Here's how Top Chef head judge Tom Colicchio described the side of carrots prepared by contestant Eliza Gavin: "They were a mystery to me. I just don’t know how a person could possibly try to make them the way she did," he wrote on his blog. "They were dry, cooked through yet somehow still hard, as though she were trying to make carrot leather. They were just terrible." Carrot leather? The worst part for Eliza was that those carrots were an afterthought. "I just wanted to give the dish some color," she said in a phone interview this afternoon.
The Telluride chef's main dish was elk, which she cooks "on a daily basis" at her restaurant, 221 South Oak. But there were two problems: The best cut of elk is the tenderloin, which Eliza did not get. She normally brines the elk overnight but because of the time constraint, she only had four hours for brining.
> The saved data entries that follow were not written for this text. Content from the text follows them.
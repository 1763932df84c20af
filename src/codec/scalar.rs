//! Scalar codecs: nil, booleans, integers, floats, byte blobs and strings.
//!
//! Encoders always pick the narrowest tag that fits. Decoders accept every
//! wider representation of the same value, and most treat a Nil tag as the
//! type's zero value.

use super::header::{decode_blob_header, encode_blob_header};
use super::{Codec, DynCodec};
use crate::buffer::{ReadBuffer, WriteBuffer};
use crate::error::CodecError;
use crate::types::Value;
use crate::wire::tag::{self, Class};

/// Always writes the Nil tag, whatever the value.
#[derive(Debug, Clone, Copy, Default)]
pub struct Nil;

#[derive(Debug, Clone, Copy, Default)]
pub struct Bool;

/// Signed integers.
#[derive(Debug, Clone, Copy, Default)]
pub struct Int;

/// Unsigned integers.
#[derive(Debug, Clone, Copy, Default)]
pub struct Uint;

/// Floats; always written as Float64.
#[derive(Debug, Clone, Copy, Default)]
pub struct Float;

/// Opaque byte blobs.
#[derive(Debug, Clone, Copy, Default)]
pub struct Bytes;

/// UTF-8 text.
#[derive(Debug, Clone, Copy, Default)]
pub struct Str;

impl Codec for Nil {
    type Value = ();

    fn encode(&self, buf: &mut WriteBuffer, _: &()) -> Result<(), CodecError> {
        buf.put_u8(tag::NIL);
        Ok(())
    }

    fn decode(&self, buf: &mut ReadBuffer<'_>) -> Result<(), CodecError> {
        match buf.get_u8()? {
            tag::NIL => Ok(()),
            m => Err(CodecError::tag(m, "nil")),
        }
    }
}

impl Codec for Bool {
    type Value = bool;

    fn encode(&self, buf: &mut WriteBuffer, value: &bool) -> Result<(), CodecError> {
        buf.put_u8(if *value { tag::TRUE } else { tag::FALSE });
        Ok(())
    }

    fn decode(&self, buf: &mut ReadBuffer<'_>) -> Result<bool, CodecError> {
        match buf.get_u8()? {
            tag::NIL | tag::FALSE => Ok(false),
            tag::TRUE => Ok(true),
            m => Err(CodecError::tag(m, "bool")),
        }
    }
}

impl Codec for Int {
    type Value = i64;

    fn encode(&self, buf: &mut WriteBuffer, value: &i64) -> Result<(), CodecError> {
        encode_int(buf, *value);
        Ok(())
    }

    fn decode(&self, buf: &mut ReadBuffer<'_>) -> Result<i64, CodecError> {
        let v = decode_integer(buf, "int")?;
        i64::try_from(v).map_err(|_| CodecError::Overflow("int"))
    }
}

impl Codec for Uint {
    type Value = u64;

    fn encode(&self, buf: &mut WriteBuffer, value: &u64) -> Result<(), CodecError> {
        encode_uint(buf, *value);
        Ok(())
    }

    fn decode(&self, buf: &mut ReadBuffer<'_>) -> Result<u64, CodecError> {
        let v = decode_integer(buf, "uint")?;
        // Negative values only come from signed tags, so they fit an i64.
        u64::try_from(v).map_err(|_| CodecError::Underflow(v as i64))
    }
}

impl Codec for Float {
    type Value = f64;

    fn encode(&self, buf: &mut WriteBuffer, value: &f64) -> Result<(), CodecError> {
        buf.put_u8(tag::FLOAT_64);
        buf.put_f64(*value);
        Ok(())
    }

    fn decode(&self, buf: &mut ReadBuffer<'_>) -> Result<f64, CodecError> {
        match buf.get_u8()? {
            tag::NIL => Ok(0.0),
            tag::FLOAT_32 => Ok(f64::from(buf.get_f32()?)),
            tag::FLOAT_64 => buf.get_f64(),
            m => Err(CodecError::tag(m, "float")),
        }
    }
}

impl Codec for Bytes {
    type Value = bytes::Bytes;

    fn encode(&self, buf: &mut WriteBuffer, value: &bytes::Bytes) -> Result<(), CodecError> {
        encode_blob_header(buf, tag::BIN_8, value.len())?;
        buf.put(value);
        Ok(())
    }

    /// Accepts the bin tiers and, since the two are wire-compatible, the str tiers.
    fn decode(&self, buf: &mut ReadBuffer<'_>) -> Result<bytes::Bytes, CodecError> {
        let len = decode_blob_header(buf)?;
        Ok(bytes::Bytes::copy_from_slice(buf.get(len)?))
    }
}

impl Codec for Str {
    type Value = String;

    fn encode(&self, buf: &mut WriteBuffer, value: &String) -> Result<(), CodecError> {
        encode_str(buf, value)
    }

    fn decode(&self, buf: &mut ReadBuffer<'_>) -> Result<String, CodecError> {
        let len = decode_blob_header(buf)?;
        let data = buf.get(len)?;
        Ok(String::from_utf8(data.to_vec())?)
    }
}

impl DynCodec for Nil {
    fn encode_value(&self, buf: &mut WriteBuffer, _: &Value) -> Result<(), CodecError> {
        self.encode(buf, &())
    }

    fn decode_value(&self, buf: &mut ReadBuffer<'_>) -> Result<Value, CodecError> {
        self.decode(buf).map(|()| Value::Nil)
    }
}

impl DynCodec for Bool {
    fn encode_value(&self, buf: &mut WriteBuffer, value: &Value) -> Result<(), CodecError> {
        self.encode(buf, &value.to_bool()?)
    }

    fn decode_value(&self, buf: &mut ReadBuffer<'_>) -> Result<Value, CodecError> {
        self.decode(buf).map(Value::Bool)
    }
}

impl DynCodec for Int {
    fn encode_value(&self, buf: &mut WriteBuffer, value: &Value) -> Result<(), CodecError> {
        self.encode(buf, &value.to_int()?)
    }

    fn decode_value(&self, buf: &mut ReadBuffer<'_>) -> Result<Value, CodecError> {
        self.decode(buf).map(Value::Int)
    }
}

impl DynCodec for Uint {
    fn encode_value(&self, buf: &mut WriteBuffer, value: &Value) -> Result<(), CodecError> {
        self.encode(buf, &value.to_uint()?)
    }

    fn decode_value(&self, buf: &mut ReadBuffer<'_>) -> Result<Value, CodecError> {
        self.decode(buf).map(Value::Uint)
    }
}

impl DynCodec for Float {
    fn encode_value(&self, buf: &mut WriteBuffer, value: &Value) -> Result<(), CodecError> {
        self.encode(buf, &value.to_float()?)
    }

    fn decode_value(&self, buf: &mut ReadBuffer<'_>) -> Result<Value, CodecError> {
        self.decode(buf).map(Value::Float)
    }
}

impl DynCodec for Bytes {
    fn encode_value(&self, buf: &mut WriteBuffer, value: &Value) -> Result<(), CodecError> {
        let data = match value {
            Value::Bytes(b) => &b[..],
            Value::Str(s) => s.as_bytes(),
            other => return Err(other.mismatch("bytes")),
        };
        encode_blob_header(buf, tag::BIN_8, data.len())?;
        buf.put(data);
        Ok(())
    }

    fn decode_value(&self, buf: &mut ReadBuffer<'_>) -> Result<Value, CodecError> {
        self.decode(buf).map(Value::Bytes)
    }
}

impl DynCodec for Str {
    fn encode_value(&self, buf: &mut WriteBuffer, value: &Value) -> Result<(), CodecError> {
        match value {
            Value::Str(s) => encode_str(buf, s),
            other => Err(other.mismatch("string")),
        }
    }

    fn decode_value(&self, buf: &mut ReadBuffer<'_>) -> Result<Value, CodecError> {
        self.decode(buf).map(Value::Str)
    }
}

/// Encodes a signed integer using the smallest representation.
///
/// Negative fixint is only emitted for -31..=-1; -32 takes an Int8 tag even
/// though the tag range could hold it.
pub(crate) fn encode_int(buf: &mut WriteBuffer, value: i64) {
    if (0..=127).contains(&value) {
        buf.put_u8(tag::pos_fixint_tag(value as u8));
    } else if (-31..0).contains(&value) {
        buf.put_u8(tag::neg_fixint_tag(value as i8));
    } else if let Ok(v) = i8::try_from(value) {
        buf.put_u8(tag::INT_8);
        buf.put_i8(v);
    } else if let Ok(v) = i16::try_from(value) {
        buf.put_u8(tag::INT_16);
        buf.put_i16(v);
    } else if let Ok(v) = i32::try_from(value) {
        buf.put_u8(tag::INT_32);
        buf.put_i32(v);
    } else {
        buf.put_u8(tag::INT_64);
        buf.put_i64(value);
    }
}

/// Encodes an unsigned integer using the smallest representation.
pub(crate) fn encode_uint(buf: &mut WriteBuffer, value: u64) {
    if value <= 127 {
        buf.put_u8(tag::pos_fixint_tag(value as u8));
    } else if let Ok(v) = u8::try_from(value) {
        buf.put_u8(tag::UINT_8);
        buf.put_u8(v);
    } else if let Ok(v) = u16::try_from(value) {
        buf.put_u8(tag::UINT_16);
        buf.put_u16(v);
    } else if let Ok(v) = u32::try_from(value) {
        buf.put_u8(tag::UINT_32);
        buf.put_u32(v);
    } else {
        buf.put_u8(tag::UINT_64);
        buf.put_u64(value);
    }
}

/// Encodes text: fixstr below 32 bytes, otherwise the Str8/16/32 tiers.
pub(crate) fn encode_str(buf: &mut WriteBuffer, value: &str) -> Result<(), CodecError> {
    let utf8 = value.as_bytes();
    if utf8.len() < 32 {
        buf.put_u8(tag::fixstr_tag(utf8.len()));
    } else {
        encode_blob_header(buf, tag::STR_8, utf8.len())?;
    }
    buf.put(utf8);
    Ok(())
}

/// Reads any signed or unsigned integer tag. Nil reads as 0.
///
/// The result is widened to `i128` so both `i64::MIN` and `u64::MAX` survive
/// until the caller narrows it.
fn decode_integer(buf: &mut ReadBuffer<'_>, expected: &'static str) -> Result<i128, CodecError> {
    let m = buf.get_u8()?;
    let v = match Class::of(m) {
        Class::PosFixint(v) => i128::from(v),
        Class::NegFixint(v) => i128::from(v),
        Class::Nil => 0,
        Class::Int8 => i128::from(buf.get_i8()?),
        Class::Int16 => i128::from(buf.get_i16()?),
        Class::Int32 => i128::from(buf.get_i32()?),
        Class::Int64 => i128::from(buf.get_i64()?),
        Class::Uint8 => i128::from(buf.get_u8()?),
        Class::Uint16 => i128::from(buf.get_u16()?),
        Class::Uint32 => i128::from(buf.get_u32()?),
        Class::Uint64 => i128::from(buf.get_u64()?),
        _ => return Err(CodecError::tag(m, expected)),
    };
    Ok(v)
}
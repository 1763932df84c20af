//! Error types for encoding and decoding.

use std::string::FromUtf8Error;

/// Errors that can occur while encoding or decoding a value.
#[derive(Debug, thiserror::Error)]
pub enum CodecError {
    #[error("unexpected tag 0x{tag:02x} ({expected} expected)")]
    UnexpectedTag { tag: u8, expected: &'static str },

    #[error("unknown union branch ordinal {0}")]
    UnknownBranch(i64),

    #[error("value mismatch: expected {expected}, got {found}")]
    ValueMismatch {
        expected: &'static str,
        found: &'static str,
    },

    #[error("length limit exceeded: {0}")]
    LengthLimit(usize),

    #[error("{0} out of range")]
    Overflow(&'static str),

    #[error("unsigned integer underflow: {0}")]
    Underflow(i64),

    #[error("invalid header size {found} ({expected} expected)")]
    HeaderMismatch { expected: usize, found: usize },

    #[error("need {needed} bytes but only {remaining} remaining")]
    UnexpectedEof { needed: usize, remaining: usize },

    #[error("invalid UTF-8 string: {0}")]
    InvalidUtf8(#[from] FromUtf8Error),

    #[error("nesting deeper than {0} levels")]
    DepthLimit(usize),

    #[error("duplicate ordinal {0}")]
    DuplicateOrdinal(i64),
}

impl CodecError {
    /// Shorthand for a tag that is not valid for the requested decode.
    pub(crate) fn tag(tag: u8, expected: &'static str) -> Self {
        Self::UnexpectedTag { tag, expected }
    }

    /// Returns `true` for errors caused by reading a value of the wrong kind.
    pub fn is_type_error(&self) -> bool {
        matches!(
            self,
            Self::UnexpectedTag { .. } | Self::UnknownBranch(_) | Self::ValueMismatch { .. }
        )
    }
}

#[cfg(test)]
mod tests {
    use super::*;

    #[test]
    fn tag_error_message() {
        let err = CodecError::tag(0xa1, "bool");
        assert_eq!(err.to_string(), "unexpected tag 0xa1 (bool expected)");
        assert!(err.is_type_error());
    }

    #[test]
    fn limit_errors_are_not_type_errors() {
        assert!(!CodecError::LengthLimit(1 << 33).is_type_error());
        assert!(!CodecError::Underflow(-1).is_type_error());
        assert!(!CodecError::DepthLimit(128).is_type_error());
    }
}
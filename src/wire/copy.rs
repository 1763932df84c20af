//! Tag-driven traversal of one encoded value.
//!
//! The payload size of every tag is known from the tag and its length fields
//! alone, so a value can be copied or skipped without decoding it. This also
//! covers extension types no codec knows about.

use crate::buffer::{ReadBuffer, WriteBuffer};
use crate::error::CodecError;
use crate::wire::tag::Class;

/// Copies exactly one encoded value from `src` to `dst`, byte for byte.
///
/// On error `dst` is truncated back to its length before the call.
pub fn copy_value(src: &mut ReadBuffer<'_>, dst: &mut WriteBuffer) -> Result<(), CodecError> {
    let start = dst.len();
    let result = transfer(src, Some(&mut *dst));
    if result.is_err() {
        dst.truncate(start);
    }
    result
}

/// Advances `src` past exactly one encoded value.
pub fn skip_value(src: &mut ReadBuffer<'_>) -> Result<(), CodecError> {
    transfer(src, None)
}

// Walks values in wire order with a counter of values still owed, so nesting
// depth costs no stack.
fn transfer(src: &mut ReadBuffer<'_>, mut dst: Option<&mut WriteBuffer>) -> Result<(), CodecError> {
    let mut pending: usize = 1;
    while pending > 0 {
        pending -= 1;
        let m = src.get_u8()?;
        if let Some(dst) = &mut dst {
            dst.put_u8(m);
        }

        // Number of nested values that follow the tag's own payload.
        let nested = match Class::of(m) {
            Class::PosFixint(_) | Class::NegFixint(_) | Class::Nil | Class::False | Class::True => 0,
            Class::Reserved => return Err(CodecError::tag(m, "value")),
            Class::Int8 | Class::Uint8 => forward(src, &mut dst, 1).map(|_| 0)?,
            Class::Int16 | Class::Uint16 => forward(src, &mut dst, 2).map(|_| 0)?,
            Class::Int32 | Class::Uint32 | Class::Float32 => forward(src, &mut dst, 4).map(|_| 0)?,
            Class::Int64 | Class::Uint64 | Class::Float64 => forward(src, &mut dst, 8).map(|_| 0)?,
            Class::FixStr(len) => forward(src, &mut dst, len).map(|_| 0)?,
            Class::Bin8 | Class::Str8 => blob(src, &mut dst, 1, 0)?,
            Class::Bin16 | Class::Str16 => blob(src, &mut dst, 2, 0)?,
            Class::Bin32 | Class::Str32 => blob(src, &mut dst, 4, 0)?,
            // Extension payloads carry a type id byte ahead of the data.
            Class::FixExt1 => forward(src, &mut dst, 2).map(|_| 0)?,
            Class::FixExt2 => forward(src, &mut dst, 3).map(|_| 0)?,
            Class::FixExt4 => forward(src, &mut dst, 5).map(|_| 0)?,
            Class::FixExt8 => forward(src, &mut dst, 9).map(|_| 0)?,
            Class::FixExt16 => forward(src, &mut dst, 17).map(|_| 0)?,
            Class::Ext8 => blob(src, &mut dst, 1, 1)?,
            Class::Ext16 => blob(src, &mut dst, 2, 1)?,
            Class::Ext32 => blob(src, &mut dst, 4, 1)?,
            Class::FixArray(len) => len,
            Class::Array16 => length(src, &mut dst, 2)?,
            Class::Array32 => length(src, &mut dst, 4)?,
            Class::FixMap(len) => len * 2,
            Class::Map16 => length(src, &mut dst, 2)? * 2,
            Class::Map32 => length(src, &mut dst, 4)?.saturating_mul(2),
        };
        // Saturation is harmless: input that large runs out of bytes first.
        pending = pending.saturating_add(nested);
    }
    Ok(())
}

/// Moves `len` raw bytes from `src` to `dst` and returns them.
fn forward<'a>(
    src: &mut ReadBuffer<'a>,
    dst: &mut Option<&mut WriteBuffer>,
    len: usize,
) -> Result<&'a [u8], CodecError> {
    let raw = src.get(len)?;
    if let Some(dst) = dst {
        dst.put(raw);
    }
    Ok(raw)
}

/// Forwards a big-endian length field of `width` bytes and returns its value.
fn length(
    src: &mut ReadBuffer<'_>,
    dst: &mut Option<&mut WriteBuffer>,
    width: usize,
) -> Result<usize, CodecError> {
    let raw = forward(src, dst, width)?;
    Ok(raw.iter().fold(0, |n, &b| (n << 8) | usize::from(b)))
}

// A length field followed by `extra + length` opaque bytes. Always returns 0.
fn blob(
    src: &mut ReadBuffer<'_>,
    dst: &mut Option<&mut WriteBuffer>,
    width: usize,
    extra: usize,
) -> Result<usize, CodecError> {
    let len = length(src, dst, width)?;
    forward(src, dst, extra + len)?;
    Ok(0)
}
As such, the judges had issues. Colicchio called it "a little grainy." Fellow judge Gail Simmons said on her blog, "The elk was sliced too thinly that it sort of fell apart. It wasn't cooked well—it was a little too pink in the center for some people. You want it rare, but it was so rare that you got no flavor. You got no texture at all—it was just kind of mealy and mushy." And so it was Eliza who was told to pack her knives. (Looking back, she joked that she ought to have gone with foolproof halibut.)
A number of contestants have stressed the key to winning is proper seasoning. But Eliza found what the judges considered perfectly seasoned she considered to be too salty. And no, she was not intimidated at the judges' table. When the heat got turned up, Eliza would focus on Colicchio's eyebrows, which he constantly raises. "In my mind I'd hear a ka-ching! every time he raised those eyebrows"—she swears he must be getting paid for each of those raises.
Good news for C.J. Jacobson who won the latest round of Last Chance Kitchen. Who knew pickles could be roasted?